I'm still struggling to believe this moment is actually here. It was almost exactly three years ago that I read and reviewed Madeline Miller's stunning The Song of Achilles and essentially dissolved into a puddle of shock and awe. It was difficult to summon the will to move on in the wake of such a book. The crafting of it felt almost too good for this world, as though it had been created slightly above mortal ground and continued to hover there, just above us, in its natural state. So when I got wind that Ms. Miller was working on a new novel—that not only was she shifting from The Iliad to The Odyssey, but that she was focusing the tale on Circe—it was difficult not to will Chronos to speed up time so that I could have that book in my hands. To say that it was one of—if not the—most anticipated novel of the year for me is not any kind of exaggeration.

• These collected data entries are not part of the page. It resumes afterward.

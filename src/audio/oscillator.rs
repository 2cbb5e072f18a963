use std::f32::consts::TAU;

use rand::rngs::SmallRng;
use rand::{Rng, SeedableRng};

use super::Wave;

/// Normalized phase accumulator in [0, 1).
#[derive(Debug, Clone, Copy, Default)]
pub struct Phase(f32);

impl Phase {
    pub fn new(start: f32) -> Self {
        Self(start.rem_euclid(1.0))
    }

    pub fn value(self) -> f32 {
        self.0
    }

    /// Returns the phase for this sample, then steps by `freq / sample_rate`.
    pub fn advance(&mut self, freq: f32, sample_rate: f32) -> f32 {
        let current = self.0;
        let step = freq / sample_rate;
        if step.is_finite() {
            self.0 = (self.0 + step).rem_euclid(1.0);
        }
        current
    }

    pub fn reset(&mut self) {
        self.0 = 0.0;
    }
}

/// Naive (aliasing) waveform lookup.
pub fn waveform(wave: Wave, phase: f32) -> f32 {
    match wave {
        Wave::Sine => (phase * TAU).sin(),
        Wave::Saw => 2.0 * phase - 1.0,
        Wave::Square => {
            if phase < 0.5 {
                1.0
            } else {
                -1.0
            }
        }
        Wave::Triangle => {
            if phase < 0.5 {
                4.0 * phase - 1.0
            } else {
                3.0 - 4.0 * phase
            }
        }
    }
}

/// Oscillator with PolyBLEP correction on the saw and square edges.
#[derive(Debug, Clone)]
pub struct Oscillator {
    pub wave: Wave,
    phase: Phase,
}

impl Oscillator {
    pub fn new(wave: Wave) -> Self {
        Self {
            wave,
            phase: Phase::default(),
        }
    }

    pub fn with_phase(wave: Wave, start: f32) -> Self {
        Self {
            wave,
            phase: Phase::new(start),
        }
    }

    pub fn next(&mut self, freq: f32, sample_rate: f32) -> f32 {
        let dt = (freq / sample_rate).abs().min(0.5);
        let t = self.phase.advance(freq, sample_rate);
        match self.wave {
            Wave::Sine | Wave::Triangle => waveform(self.wave, t),
            Wave::Saw => waveform(Wave::Saw, t) - poly_blep(t, dt),
            Wave::Square => {
                waveform(Wave::Square, t) + poly_blep(t, dt) - poly_blep((t + 0.5) % 1.0, dt)
            }
        }
    }
}

fn poly_blep(t: f32, dt: f32) -> f32 {
    if dt <= 0.0 {
        0.0
    } else if t < dt {
        let t = t / dt;
        2.0 * t - t * t - 1.0
    } else if t > 1.0 - dt {
        let t = (t - 1.0) / dt;
        t * t + 2.0 * t + 1.0
    } else {
        0.0
    }
}

/// Seeded white noise so renders are repeatable.
#[derive(Debug, Clone)]
pub struct Noise {
    rng: SmallRng,
}

impl Noise {
    pub fn new(seed: u64) -> Self {
        Self {
            rng: SmallRng::seed_from_u64(seed),
        }
    }

    pub fn next(&mut self) -> f32 {
        self.rng.gen_range(-1.0..1.0)
    }
}

pub fn midi_to_freq(note: f32) -> f32 {
    440.0 * 2.0_f32.powf((note - 69.0) / 12.0)
}
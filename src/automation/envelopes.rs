use serde::{Deserialize, Serialize};

use super::Curve;

/// What an automation envelope drives.
#[derive(Debug, Clone, Copy, PartialEq, Eq, Serialize, Deserialize)]
#[serde(rename_all = "lowercase")]
pub enum EnvelopeTarget {
    /// Gain multiplier
    Volume,
    /// Added to the track pan
    Pan,
    /// Cutoff multiplier
    Filter,
    /// Semitones
    Pitch,
}

#[derive(Debug, Clone, PartialEq, Serialize, Deserialize)]
pub struct EnvelopeDefinition {
    pub id: String,
    pub target: EnvelopeTarget,
    pub curve: Curve,
}

/// Everything envelope automation contributes to one voice at one beat.
#[derive(Debug, Clone, Copy, PartialEq)]
pub struct Modulation {
    pub volume: f32,
    pub pan: f32,
    pub cutoff_scale: f32,
    /// Semitones
    pub pitch: f32,
}

impl Modulation {
    pub const NEUTRAL: Modulation = Modulation {
        volume: 1.0,
        pan: 0.0,
        cutoff_scale: 1.0,
        pitch: 0.0,
    };

    pub(crate) fn apply(&mut self, target: EnvelopeTarget, value: f32) {
        if !value.is_finite() {
            return;
        }
        match target {
            EnvelopeTarget::Volume => self.volume *= value.max(0.0),
            EnvelopeTarget::Pan => self.pan = (self.pan + value).clamp(-1.0, 1.0),
            EnvelopeTarget::Filter => self.cutoff_scale *= value.max(0.0),
            EnvelopeTarget::Pitch => self.pitch += value,
        }
    }
}

impl Default for Modulation {
    fn default() -> Self {
        Self::NEUTRAL
    }
}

When I was born, the name for what I was did not exist. They called me nymph, assuming I would be like my mother and aunts and cousins. Least of the lesser goddesses, our powers were so modest they could scarcely ensure our eternities. We spoke to fish and nurtured flowers, coaxed drops from the clouds or salt from the waves. That word, nymph, paced out the length and breadth of our futures. In our language, it means not just goddess, but bride.
Circe has always been uneasy about names. The name by which the gods call her. The names by which they call themselves. Titan. Olympian. Daughter of the Sun. Nymph. Witch. The words that are permitted and those that are not. The children who are welcome at her father Helios' feet and those who are not. For much of her early life, Circe coasts under the ever-raging storm of her mother's petty schemes and her siblings' wars for dominance. Born first, but deemed least of her father's children, Circe is the butt of every joke. Pitied for her weak and scratching voice, her uncouth eyes, and her relative limpness in every way that matters to feckless deities. And yet, she never stops trying to find love and meaning and peace where there is none. Even her beloved little brother Aeëtes leaves her without a second thought when he is offered a kingdom of his own. Until one night, a turning point. Prometheus, a god himself, sentenced to be punished for his merciful gift to mortals, is hauled within their halls and whipped as a form of entertainment before he is to be chained to the rock for his crimes. Circe alone offers him drink, and their brief exchange hails the entrance of mortals into Circe's life. One act of mercy begetting many morea long chain of actions and reactions, spooling out over the centuries and serving to outline the shape of one lone goddess' existence.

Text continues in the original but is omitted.